Location
- 77 Srisuk Road, Mak Khaeng, Mueang, Udon Thani province, 41000 Thailand
- Coordinates: 17°24′24″N 102°46′52″E﻿ / ﻿17.406633°N 102.781157°E

Information
- Type: Public, Secondary school
- Motto: Natti Panya Sama Arpa No light is brighter than the light of wisdom
- Established: 21 September 1902
- Authority: Office of the Basic Education Commission
- School number: +66-42-221960
- Principal: Sachin Khaokaeo
- Grades: 7–12(Mathayom 1–6)
- Enrollment: 5,098 (2015)
- Colors: blue and pink
- Website: www.udonpit.ac.th

= Udonpittayanukoon School =

Udon Pittayanukoon (commonly called: Udonpit in Thai: โรงเรียนอุดรพิทยานุกูล) is a public secondary school for grades 7–12. The school is operated under the authority of OBEC (Office of the Basic Education Commission). Udonpit has received recognition as the best school in northeast (Isan) of Thailand and ranked 11th in the country in 2013.

== History ==
Udon Pittayanukoon was originally established as an all-boys school. It was founded by Duke Wattana, the governor of Udon Thani. Because the school was established at the same time as Udon Thani, Udon Pittayanukoon became the major provincial school of Udon Thani.

In 1934, Udon Pittayanukoon was moved from the site that was next to the Machimavat Buddha Temple to its present location on Srisuk Road because the old site was too small for further development.

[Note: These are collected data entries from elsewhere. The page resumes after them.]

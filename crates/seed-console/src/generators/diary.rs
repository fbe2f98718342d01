//! Food diary entries.

use rand::Rng;
use rand::seq::SliceRandom;
use time::{Date, Duration, OffsetDateTime, Time};

use super::{random_count, random_measure};

/// Meals are logged between 06:00 and 22:00.
const FIRST_MEAL_SECS: i64 = 6 * 3600;
const LAST_MEAL_SECS: i64 = 22 * 3600;

#[derive(Debug, Clone)]
pub struct GeneratedDiaryEntry {
    pub user_id: i32,
    pub product_id: i32,
    pub meal_type_id: i32,
    pub date: Date,
    pub time: Time,
    pub weight_grams: f64,
    pub calories: f64,
    pub protein: f64,
}

/// Generates food diary entries referencing existing users, products and meal types.
pub struct DiaryGenerator {
    entries_per_user: (usize, usize),
    window_days: i64,
}

impl DiaryGenerator {
    pub fn new(entries_per_user: (usize, usize), window_days: i64) -> Self {
        Self {
            entries_per_user,
            window_days,
        }
    }

    /// Generates entries for every user. Nothing is generated when there is
    /// no product or meal type to reference.
    pub fn generate(
        &self,
        user_ids: &[i32],
        product_ids: &[i32],
        meal_type_ids: &[i32],
        now: OffsetDateTime,
        rng: &mut impl Rng,
    ) -> Vec<GeneratedDiaryEntry> {
        if product_ids.is_empty() || meal_type_ids.is_empty() {
            return Vec::new();
        }

        let mut entries = Vec::new();
        for &user_id in user_ids {
            let count = random_count(rng, self.entries_per_user);
            for _ in 0..count {
                let (Some(&product_id), Some(&meal_type_id)) =
                    (product_ids.choose(rng), meal_type_ids.choose(rng))
                else {
                    continue;
                };

                let date = now.date() - Duration::days(rng.gen_range(0..=self.window_days));
                let time =
                    Time::MIDNIGHT + Duration::seconds(rng.gen_range(FIRST_MEAL_SECS..LAST_MEAL_SECS));

                entries.push(GeneratedDiaryEntry {
                    user_id,
                    product_id,
                    meal_type_id,
                    date,
                    time,
                    weight_grams: random_measure(rng, 50.0, 500.0),
                    calories: random_measure(rng, 50.0, 800.0),
                    protein: random_measure(rng, 5.0, 50.0),
                });
            }
        }

        entries
    }
}
//! Test data seeding and inspection for the StayFit fitness-diary database.
//!
//! This crate fills the eleven StayFit tables with plausible, referentially
//! valid random data for manual testing, prints table contents as text, and
//! wipes everything on request. All three are reachable from an interactive
//! console (`stayfit-console`).
//!
//! # Quick Start
//!
//! ```rust,ignore
//! use seed_console::prelude::*;
//! use rand::{SeedableRng, rngs::StdRng};
//!
//! let pool = DbConfig::default().pool();
//! let mut rng = StdRng::seed_from_u64(42);
//!
//! let report = Seeder::new(pool.clone())
//!     .with_config(SeedConfig::default().with_user_count(15))
//!     .seed(&mut rng)
//!     .await?;
//!
//! Inspector::new(pool).display_all(&mut std::io::stdout()).await?;
//! ```

pub mod config;
pub mod console;
pub mod db;
pub mod generators;

pub mod prelude {
    //! Convenient re-exports for common usage.

    pub use crate::config::{DbConfig, SeedConfig};
    pub use crate::console::{Console, MenuChoice};
    pub use crate::db::{Inspector, SeedReport, Seeder};
    pub use crate::generators::{
        ActivityLogGenerator, CatalogGenerator, DiaryGenerator, ProfileGenerator,
        SessionGenerator, TrackingGenerator, UserGenerator,
    };
    pub use stayfit::Table;
}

Udon Pittayanukoon is a leading/prototype school for many national education projects. In 1934, Udon Pittayanukoon became the first school in the Northeast to operate grades 13–14 (in Thai at that time: Mathayom 7 – 8). In 1968, the school adopted “comprehensive teaching”, a development project by OBEC. That project resulted in the largest building expansion in the school. A science building, a library, a business education building, a gymnasium, electrical and mechanical workshops, and a teachers’ residence were the main building improvements which built at that time. In 1978, King Bhumibol and Queen Sirikit gave a blueprint of the dharma building – named, “Luang Pohkaw Anarayo”, which was the first building according to the OBEC policy “bring school and religion closer together ”.